Where from several tables one can see that the maximum current (Imax) is proportional to \$1/R\$ where \$R\$ is the resistance. (Or that \$I_{\text{max}}R\$ is a constant.)

Because it will be easier (mathematically) I'd rather work with the wire radius \$r\$ (And I'll have to be a bit careful not to mix up \$R\$ and \$r\$).

Now resistance goes as \$1/r^2\$. $$R = \frac{\rho l}{\pi r^2}$$ where \$\rho\$ is the resistivity, \$l\$ is the length). So saying that the max current goes as \$1/R\$ is the same as saying it goes as \$r^2\$.

From table \$I_{\text{max}}\$ ~ \$r^2\$.
Here is a re-posting of the wire table.

Now a naive guess for the current capacity, would be that all wires can carry the same power. \$I_{\text{max}}^2R\$ = constant. And with a little algebra one finds that \$I_{\text{max}}\$ ~ \$r^1\$.

Now I realized yesterday that bigger wires will also have a bigger area. And since the loss mechanisms (radiation, convection, or conduction) will all scale with the surface area of the wire, no matter what the mechanism I can add in the area effect. (This is the outside area of the wire (\$2\pi r l\$) and not it's cross section area)

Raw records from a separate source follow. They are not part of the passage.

//! Per-key mutual exclusion for end-of-meeting requests.
//!
//! At most one operation per key is in flight at any time. A caller that
//! arrives while an operation for the same key is running does not start a
//! new one; it awaits the in-flight operation and receives its cloned
//! result. If the in-flight operation fails, waiters are not handed the
//! failure — each is allowed to start a fresh attempt. The table entry for
//! a key is removed when its operation settles, whatever the path, so the
//! key can be locked again later.

use std::collections::HashMap;
use std::future::Future;
use std::sync::{Mutex, MutexGuard};
use tokio::sync::watch;
use tracing::debug;

#[derive(Clone)]
enum Settled<T: Clone> {
    Pending,
    Done(T),
    Failed,
}

type InflightTable<T> = Mutex<HashMap<String, watch::Receiver<Settled<T>>>>;

/// Keyed lock owned by the service instance. No FIFO guarantee across
/// waiters; the only guarantee is one active operation per key.
pub struct KeyedLock<T: Clone> {
    inflight: InflightTable<T>,
}

impl<T: Clone + Send + Sync + 'static> Default for KeyedLock<T> {
    fn default() -> Self {
        Self::new()
    }
}

impl<T: Clone + Send + Sync + 'static> KeyedLock<T> {
    pub fn new() -> Self {
        Self {
            inflight: Mutex::new(HashMap::new()),
        }
    }

    /// Number of keys currently in flight.
    pub fn inflight_len(&self) -> usize {
        lock_table(&self.inflight).len()
    }

    pub async fn with_lock<F, Fut>(&self, key: &str, operation: F) -> anyhow::Result<T>
    where
        F: FnOnce() -> Fut,
        Fut: Future<Output = anyhow::Result<T>> + Send,
    {
        let settle_tx = loop {
            let existing = {
                let mut table = lock_table(&self.inflight);
                match table.get(key) {
                    Some(rx) => Some(rx.clone()),
                    None => {
                        let (tx, rx) = watch::channel(Settled::Pending);
                        table.insert(key.to_owned(), rx);
                        break tx;
                    }
                }
            };

            if let Some(mut rx) = existing {
                debug!("Attaching to in-flight operation for key {}", key);
                loop {
                    {
                        match &*rx.borrow() {
                            Settled::Done(value) => return Ok(value.clone()),
                            Settled::Failed => break,
                            Settled::Pending => {}
                        }
                    }
                    if rx.changed().await.is_err() {
                        // Holder dropped without settling (panic or abort).
                        break;
                    }
                }
                // The in-flight attempt failed; start a fresh one.
            }
        };

        // Entry removal is tied to this guard so the key is freed on every
        // path, including an operation that panics.
        let _release = ReleaseGuard {
            key: key.to_owned(),
            table: &self.inflight,
        };

        let result = operation().await;
        drop(_release);
        match &result {
            Ok(value) => {
                let _ = settle_tx.send(Settled::Done(value.clone()));
            }
            Err(_) => {
                let _ = settle_tx.send(Settled::Failed);
            }
        }
        result
    }
}

fn lock_table<T: Clone>(
    table: &InflightTable<T>,
) -> MutexGuard<'_, HashMap<String, watch::Receiver<Settled<T>>>> {
    // A poisoned table only means some holder panicked; the map itself is
    // still consistent because every mutation is a single insert/remove.
    table.lock().unwrap_or_else(|poisoned| poisoned.into_inner())
}

struct ReleaseGuard<'a, T: Clone> {
    key: String,
    table: &'a InflightTable<T>,
}

impl<T: Clone> Drop for ReleaseGuard<'_, T> {
    fn drop(&mut self) {
        lock_table(self.table).remove(&self.key);
    }
}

So then I wrote, \$I_{\text{max}}^2R\$ ~ Area = \$2\pi l r\$.
(I'll leave out the algebra, but you can search for Preece's law and find it reproduced. as in the first few pages here.)

My result is that \$I_{\text{max}}\$ ~ \$r^{3/2}\$ in contradiction to the tables.

Does anyone have any idea what I'm missing? Does convection from a wire not scale with the surface area?

Edit: Adding a graph generated from Spehro's convection link. I set the length at 100m, Tc at 100 C and varied the diameter (5m to 100um) (Granted 5m diameter wire is a bit much :^) It seems to me that this goes the wrong way! (But I must admit I'm having a bit of trouble getting my head around all the different plots. I'll sit down tonight with a beer and mull it over.) The wire tables that show Imax ~ 1/R imply that the heat loss from the wire must go as \$r^2\$, where simple convection assumes loss ~ r. The plot shows that for thin wire the loss is even "slower" than r.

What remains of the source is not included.